Looking back now, I have so much grace and love for the girl I was then. I just want to wrap her in my arms and tell her she is doing great, and she is going to come through this season grateful for the things it has taught her and the ways she has changed. 

This season of wrestling through my anxiety and depression cemented my faith and helped me claim it for my own. I had to face not just my sinfulness, but my own depravity and inability to do anything good on my own. I reached out for Jesus my Savior again and again and He was there, a shelter in the storm. Everything didn't change for me all at once, but He carried me through and restored me. 

The number one thing God used to help me with my fear was the book “One Thousand Gifts” by Ann Voskamp. I learned about the book from a friend in Alaska and started keeping my own daily list of gifts shortly after hearing about it, based on my friend's description of the book and her modeling of the concept on her blog. Giving thanks for things large and small helped me to see God's presence and work in my life more clearly and helped me grow to trust Him more. 

I finally read "One Thousand Gifts" in the summer of 2011. In the book Ann Voskamp shares her journey of practicing thanksgiving and how it has taught her to: 

  • find joy through thanksgiving
  • be present for the small miracles and get the gift of time
  • see grace in all things by looking from the perspective of God's Word and the gift of Jesus
  • see God Himself in His glories big and small
  • give and realize it is Christ who does the giving

Oliver building like Dad in Kentucky

It was during this time that Oliver, who was now 2 1/2, was diagnosed with Type 1 diabetes. We were scared and sad, but also thankful and determined. The testing my faith had gone through after he was born had prepared my husband and me to respond to this new trial. To give thanks for insulin, for being together, for a neighbor who watched our dog while we were in the hospital, for the children's hospital only being 45 minutes away from our new home, for friends from Alaska who had just arrived in Kentucky and watched our baby girl while we learned how to take care of Oliver. We didn't respond perfectly and the situation was still heartbreaking, but we were able to see God with us through it all and cling to hope and trust Him. 

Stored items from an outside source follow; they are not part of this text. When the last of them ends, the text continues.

// src/lib.rs

//! stepflow: small, typed, asynchronous step pipelines.
//!
//! A [`Pipeline`] is an ordered list of named steps. Each step may carry `before`,
//! `on` and `after` handlers and an optional skip condition. Handlers receive a
//! shared [`ContextData`] and answer with a [`PipelineControl`]; a run ends
//! [`PipelineResult::Completed`], [`PipelineResult::Stopped`], or with the
//! pipeline's error type.
//!
//! Pipelines are usually registered once in a [`Registry`] keyed by their context
//! type and dispatched from request handlers:
//!
//! ```ignore
//! let registry = Registry::<AppError>::new();
//! registry.register_pipeline(checkout_pipeline());
//! let ctx = ContextData::new(CheckoutCtx::new(..));
//! match registry.run(ctx.clone()).await? {
//!   PipelineResult::Completed => { /* read results from ctx */ }
//!   PipelineResult::Stopped => { /* a handler halted the flow */ }
//! }
//! ```

pub mod core;
pub mod error;
pub mod pipeline;
pub mod registry;

pub use crate::core::context::Handler;
pub use crate::core::context_data::ContextData;
pub use crate::core::control::{PipelineControl, PipelineResult};
pub use crate::core::step::{SkipCondition, StepDef};

pub use crate::pipeline::Pipeline;

pub use crate::error::{FlowError, FlowResult};

pub use crate::registry::Registry;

My story takes many twists and turns from here (six more moves and counting, two more deployments, and the decision to homeschool to name a few!!!). I didn't know what trials were ahead of me or the ways thanksgiving would continue to shape me. I just knew that God had given me a beautiful gift in teaching me to stop and give thanks for each moment. 

"Count blessings and discover Who can be counted on."
-Ann Voskamp, One Thousand Gifts

He who did not spare his own Son, but give him up for us all - how will he not also, along with him, graciously give us all things? Romans 8:32 




1 comment:

  1. I also read 1000 gifts in 2011. God has used it over and over again in the past decade plus. It brought tears to my eyes to see your beautiful boy and to read your mention of that book in particular.